The Story of the Last Chrysanthemums – Review


The first moment in which I saw Kenji Mizoguchi’s The Story of the Last Chrysanthemums, the impact was beyond overwhelming to that point my writing had been stinted from going even further than what I had wished when I wanted to talk about what it had left upon me. The only thing I could ever pick out, however, was that it had broken my heart the way no other Mizoguchi film has done so, and I knew from first glance that only he could have handled such a story so masterfully. Yet this was unlike anything that I have seen from Mizoguchi, as the moment in which it had ended, I found myself in a wrecked state. I was wrecked because I was witnessing pain. Pain which I had also felt upon myself, it was all the more difficult to describe. Mizoguchi’s masterpiece, but also one for all of humanity.

Image result for the story of the last chrysanthemums

Kiku and Otoku, the tragic lovers of The Story of the Last Chrysanthemums.

The Story of the Last Chrysanthemums is a tragic romance set within the world of kabuki theater. Taking place in 1885, alternating between Tokyo and Osaka, we are told the story of Kikunosuke Onoe, a kabuki actor who is praised because of his adoptive father. Behind his back, he is a man who is disliked by his troupe, and the only person who has spoken to him with honesty is none other than Otoku, his infant brother’s wet nurse. After Otoku is fired from the family and forbidden to see Kiku, who falls in love with her and encourages him to go back into acting. I knew from this outline that it had to be none other than Mizoguchi who would handle it, but from the sound of the story and his fascination with the struggle of women, I would have first thought of another filmmaker. It was not until I finally saw the film, however, when my breath had been taken away.

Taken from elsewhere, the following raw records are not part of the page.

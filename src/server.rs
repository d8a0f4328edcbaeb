use crate::classifier::Classify;
use crate::prediction::Prediction;
use axum::extract::rejection::JsonRejection;
use axum::extract::State;
use axum::http::{HeaderValue, StatusCode};
use axum::response::{IntoResponse, Response};
use axum::routing::post;
use axum::{Json, Router};
use serde::{Deserialize, Serialize};
use std::sync::Arc;
use tower_http::cors::{AllowHeaders, AllowMethods, AllowOrigin, CorsLayer};
use tower_http::trace::TraceLayer;
use tracing::{error, warn};

#[derive(Debug, Deserialize)]
pub struct PredictRequest {
    pub text: String,
}

#[derive(Debug, Serialize)]
struct ErrorBody {
    detail: String,
}

#[derive(Debug)]
pub enum ApiError {
    Rejected(JsonRejection),
    Inference(String),
}

impl IntoResponse for ApiError {
    fn into_response(self) -> Response {
        let (status, detail) = match self {
            Self::Rejected(rejection) => {
                warn!(status = %rejection.status(), "rejected request: {}", rejection.body_text());
                (rejection.status(), rejection.body_text())
            }
            Self::Inference(detail) => {
                error!("inference failed: {}", detail);
                (StatusCode::INTERNAL_SERVER_ERROR, detail)
            }
        };
        (status, Json(ErrorBody { detail })).into_response()
    }
}

/// Built once at startup and handed to every request.
pub struct AppState {
    classifier: Arc<dyn Classify>,
}

impl AppState {
    pub fn new(classifier: Arc<dyn Classify>) -> Arc<Self> {
        Arc::new(Self { classifier })
    }
}

pub fn router(state: Arc<AppState>, cors_origin: HeaderValue) -> Router {
    let cors = CorsLayer::new()
        .allow_origin(AllowOrigin::list([cors_origin]))
        .allow_methods(AllowMethods::mirror_request())
        .allow_headers(AllowHeaders::mirror_request())
        .allow_credentials(true);

    Router::new()
        .route("/api/predict", post(predict))
        .with_state(state)
        .layer(cors)
        .layer(TraceLayer::new_for_http())
}

async fn predict(
    State(state): State<Arc<AppState>>,
    request: Result<Json<PredictRequest>, JsonRejection>,
) -> Result<Json<Prediction>, ApiError> {
    let Json(request) = request.map_err(ApiError::Rejected)?;
    let classifier = state.classifier.clone();
    let prediction = tokio::task::spawn_blocking(move || classifier.classify(&request.text))
        .await
        .map_err(|e| ApiError::Inference(e.to_string()))?
        .map_err(|e| ApiError::Inference(e.to_string()))?;
    Ok(Json(prediction))
}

A certain phrase comes to mind when I wish to talk about what sort of impact The Story of the Last Chrysanthemums can leave upon one: “Art imitates life.” A certain sense of tragedy comes along with how Mizoguchi moves on with the romance that develops between Kiku and Otoku. The two of them are people pained in different ways. Kiku is a man who has been lied to. Otoku’s suffering, on the other hand, is more physical, as she had been fired from the family of Kiku’s infant brother, and she takes a sacrifice in order to help one in the higher class. Although Kiku’s rising is Mizoguchi’s primary highlight for The Story of the Last Chrysanthemums as it progresses, a certain pain hits by that reminds us again of why he had been brought up. He has been rising at the expense of a lover in the lower class.

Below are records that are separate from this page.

pub use candle_core::Device;
use crate::labels::{LabelSet, LabelSource};
use crate::model::bert::BertForSequenceClassification;
use crate::model::config::{Architecture, Config};
use crate::prediction::{probabilities, Prediction};
use candle_core::{DType, Tensor};
use candle_nn::VarBuilder;
use candle_transformers::models::{bert, xlm_roberta};
use std::fs::File;
use std::path::{Path, PathBuf};
use tokenizers::{Tokenizer, TruncationParams};
use tracing::{debug, info, warn};

const NUM_LABELS: usize = 3;

#[derive(Debug, thiserror::Error)]
pub enum Error {
    #[error("tokenizer error: {0}")]
    Tokenizer(String),
    #[error("candle error: {0}")]
    Candle(#[from] candle_core::Error),
    #[error("serialization error: {0}")]
    Serialization(#[from] serde_json::Error),
    #[error("IO error: {0}")]
    Io(#[from] std::io::Error),
    #[error("missing model file: {}", .0.display())]
    MissingFile(PathBuf),
    #[error("unsupported model type {0:?}")]
    UnsupportedArchitecture(String),
    #[error("label mismatch: {0}")]
    Labels(String),
    #[error("model produced {actual} class scores, expected {expected}")]
    OutputShape { expected: usize, actual: usize },
    #[error("model produced a non-finite class probability")]
    NonFinite,
}

impl From<tokenizers::Error> for Error {
    fn from(err: tokenizers::Error) -> Self {
        Self::Tokenizer(err.to_string())
    }
}

pub type Result<T> = std::result::Result<T, Error>;

/// Anything that can turn text into a sentiment prediction.
pub trait Classify: Send + Sync + 'static {
    fn classify(&self, text: &str) -> Result<Prediction>;
}

enum Backbone {
    Bert(BertForSequenceClassification),
    XlmRoberta(xlm_roberta::XLMRobertaForSequenceClassification),
}

/// A sequence-classification model and its tokenizer, loaded once and
/// shared read-only between requests.
pub struct SentimentClassifier {
    model: Backbone,
    labels: LabelSet,
    tokenizer: Tokenizer,
    device: Device,
}

impl SentimentClassifier {
    pub fn load<P: AsRef<Path>>(path: P, device: Device) -> Result<Self> {
        let dir = path.as_ref();

        let config_path = require(dir.join("config.json"))?;
        let raw: serde_json::Value = serde_json::from_reader(File::open(&config_path)?)?;
        let config: Config = serde_json::from_value(raw.clone())?;
        let architecture = config
            .architecture()
            .ok_or_else(|| Error::UnsupportedArchitecture(config.model_type.clone()))?;

        let (labels, source) =
            LabelSet::from_id2label(config.classifier_config.id2label.as_ref())
                .map_err(Error::Labels)?;
        if source == LabelSource::Fallback {
            warn!("config.json has no sentiment names in id2label, assuming negative/neutral/positive");
        }

        let mut tokenizer = Tokenizer::from_file(require(dir.join("tokenizer.json"))?)?;
        tokenizer
            .with_padding(None)
            .with_truncation(Some(TruncationParams {
                max_length: config.max_input_length(),
                ..Default::default()
            }))?;

        let model_builder = weights(dir, &device)?;
        let model = match architecture {
            Architecture::Bert => {
                let bert_config: bert::Config = serde_json::from_value(raw)?;
                Backbone::Bert(BertForSequenceClassification::load(
                    model_builder,
                    &bert_config,
                    config.hidden_size,
                    NUM_LABELS,
                )?)
            }
            Architecture::XlmRoberta => {
                let roberta_config: xlm_roberta::Config = serde_json::from_value(raw)?;
                Backbone::XlmRoberta(xlm_roberta::XLMRobertaForSequenceClassification::new(
                    NUM_LABELS,
                    &roberta_config,
                    model_builder,
                )?)
            }
        };

        info!(
            path = %dir.display(),
            ?architecture,
            labels = ?labels.iter().collect::<Vec<_>>(),
            max_length = config.max_input_length(),
            "model loaded"
        );
        Ok(Self {
            model,
            labels,
            tokenizer,
            device,
        })
    }

    /// Runs one throwaway prediction so that a model that loads but cannot
    /// run a forward pass fails at startup instead of per request. Head
    /// width is already fixed by the `NUM_LABELS`-wide linear layer at load.
    pub fn warm_up(&self) -> Result<()> {
        let probs = probabilities(&self.logits("")?)?;
        Prediction::from_probabilities(&self.labels, &probs)?;
        Ok(())
    }

    fn logits(&self, text: &str) -> Result<Tensor> {
        let encoding = self.tokenizer.encode(text, true)?;
        debug!(tokens = encoding.len(), "encoded input");

        let input_ids = Tensor::new(encoding.get_ids(), &self.device)?.unsqueeze(0)?;
        let attention_mask =
            Tensor::new(encoding.get_attention_mask(), &self.device)?.unsqueeze(0)?;
        let logits = match &self.model {
            Backbone::Bert(model) => {
                let token_type_ids =
                    Tensor::new(encoding.get_type_ids(), &self.device)?.unsqueeze(0)?;
                model.forward(&input_ids, &token_type_ids, &attention_mask)?
            }
            Backbone::XlmRoberta(model) => {
                let token_type_ids = input_ids.zeros_like()?;
                model.forward(&input_ids, &attention_mask, &token_type_ids)?
            }
        };
        Ok(logits)
    }
}

impl Classify for SentimentClassifier {
    fn classify(&self, text: &str) -> Result<Prediction> {
        let probs = probabilities(&self.logits(text)?)?;
        let prediction = Prediction::from_probabilities(&self.labels, &probs)?;
        info!(
            sentiment = %prediction.sentiment,
            negative = prediction.probabilities.negative,
            neutral = prediction.probabilities.neutral,
            positive = prediction.probabilities.positive,
            "predicted"
        );
        Ok(prediction)
    }
}

fn require(path: PathBuf) -> Result<PathBuf> {
    if path.is_file() {
        Ok(path)
    } else {
        Err(Error::MissingFile(path))
    }
}

fn weights(dir: &Path, device: &Device) -> Result<VarBuilder<'static>> {
    let safetensors = require(dir.join("model.safetensors"))?;
    Ok(unsafe { VarBuilder::from_mmaped_safetensors(&[&safetensors], DType::F32, device) }?)
}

What has defined the work of Mizoguchi is how he portrays the trials of women within Japanese society, and the saddest thing about the pain in which he is depicting in his work is that it is still something running today. Perhaps it may not be as direct towards one’s eyes, but it is still somewhere to be found. When one comes to consider the time period in which he was most active, it is astonishing just to watch how politically aware Kenji Mizoguchi is, through his unflinching look upon any time period that can still run anywhere to be found today. Evidently, The Story of the Last Chrysanthemums is a film that is angry. It is angry towards the gross mistreatment of the lower class, especially when it is only being used by the higher class to rise up even further. A different scenario comes into play, with Mizoguchi examining Kiku’s romance towards the lower-class Otoku, and over time his humanity only increases. Yet it is a specific moment in Otoku’s arc that soon brings on a greater sense of tragedy, for she becomes aware of how much she has wasted her own life because of the patronizing hierarchy all around. He builds so much upon what the other end does not know, heightening its impact.

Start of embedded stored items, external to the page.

//! Product repository.

use rust_decimal::{Decimal, RoundingStrategy};
use sqlx::PgPool;
use tracing::instrument;

use simple_ecomm_core::{CategoryId, Price, ProductId};

use super::{RepositoryError, db_err};
use crate::models::Product;

/// Repository for product database operations.
pub struct ProductRepository<'a> {
    pool: &'a PgPool,
}

impl<'a> ProductRepository<'a> {
    /// Create a new product repository.
    #[must_use]
    pub const fn new(pool: &'a PgPool) -> Self {
        Self { pool }
    }

    /// Create a product.
    ///
    /// # Errors
    ///
    /// Returns `RepositoryError::Validation` for a blank name,
    /// `RepositoryError::InvalidReference` if the category does not exist.
    #[instrument(skip(self, description))]
    pub async fn create(
        &self,
        name: &str,
        description: Option<&str>,
        price: Price,
        category_id: Option<CategoryId>,
    ) -> Result<Product, RepositoryError> {
        let name = name.trim();
        if name.is_empty() {
            return Err(RepositoryError::Validation(
                "product name cannot be empty".to_owned(),
            ));
        }

        sqlx::query_as::<_, Product>(
            r"
            INSERT INTO products (name, description, price, category_id)
            VALUES ($1, $2, $3, $4)
            RETURNING id, name, description, price, category_id
            ",
        )
        .bind(name)
        .bind(description)
        .bind(price)
        .bind(category_id)
        .fetch_one(self.pool)
        .await
        .map_err(db_err("create product"))
    }

    /// Get a product by id.
    ///
    /// # Errors
    ///
    /// Returns `RepositoryError::NotFound` if no such product exists.
    #[instrument(skip(self), fields(product_id = %id))]
    pub async fn get(&self, id: ProductId) -> Result<Product, RepositoryError> {
        sqlx::query_as::<_, Product>(
            "SELECT id, name, description, price, category_id FROM products WHERE id = $1",
        )
        .bind(id)
        .fetch_optional(self.pool)
        .await
        .map_err(db_err("get product"))?
        .ok_or_else(|| RepositoryError::NotFound(format!("product {id}")))
    }

    /// List every product, ordered by id.
    ///
    /// # Errors
    ///
    /// Returns `RepositoryError::Database` if the query fails.
    #[instrument(skip(self))]
    pub async fn list(&self) -> Result<Vec<Product>, RepositoryError> {
        sqlx::query_as::<_, Product>(
            "SELECT id, name, description, price, category_id FROM products ORDER BY id",
        )
        .fetch_all(self.pool)
        .await
        .map_err(db_err("list products"))
    }

    /// List the products filed directly under a category.
    ///
    /// # Errors
    ///
    /// Returns `RepositoryError::Database` if the query fails.
    #[instrument(skip(self))]
    pub async fn list_by_category(
        &self,
        category_id: CategoryId,
    ) -> Result<Vec<Product>, RepositoryError> {
        sqlx::query_as::<_, Product>(
            r"
            SELECT id, name, description, price, category_id
            FROM products
            WHERE category_id = $1
            ORDER BY id
            ",
        )
        .bind(category_id)
        .fetch_all(self.pool)
        .await
        .map_err(db_err("list products by category"))
    }

    /// Average list price of the products directly in a category.
    ///
    /// Rounded half-away-from-zero to two places. `None` when the category has
    /// no products (or does not exist).
    ///
    /// # Errors
    ///
    /// Returns `RepositoryError::Database` if the query fails.
    #[instrument(skip(self))]
    pub async fn average_price_by_category(
        &self,
        category_id: CategoryId,
    ) -> Result<Option<Decimal>, RepositoryError> {
        let avg: Option<Decimal> =
            sqlx::query_scalar("SELECT AVG(price) FROM products WHERE category_id = $1")
                .bind(category_id)
                .fetch_one(self.pool)
                .await
                .map_err(db_err("average price by category"))?;

        Ok(avg.map(|a| a.round_dp_with_strategy(2, RoundingStrategy::MidpointAwayFromZero)))
    }
}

Most astonishing to me, however, is the fact Mizoguchi has chosen never to close in on his actors’ faces. On my first watch, what I could simply say was that it was something that only eluded me, but it became clear with revisit that it was highlighting the film’s greater impact. Mizoguchi utilizes long takes as a means of highlighting the pain in his characters, but the wide shots only emphasize everything all the more in the sense that it is making clear the alienation between classes. It became all the more clear to me when the film’s ending hit, and it was that moment in which I suddenly felt a pain so unique to my own experiences. As Mizoguchi still keeps his focus upon the emotions of his characters, where the greater sense of expression comes about is in the anger running all throughout. The ending especially is where all of this anger erupts, as it condemns the way society had been ruled in its period. And when we link that to the pain of Otoku and Kiku, it suddenly becomes all the more tragic.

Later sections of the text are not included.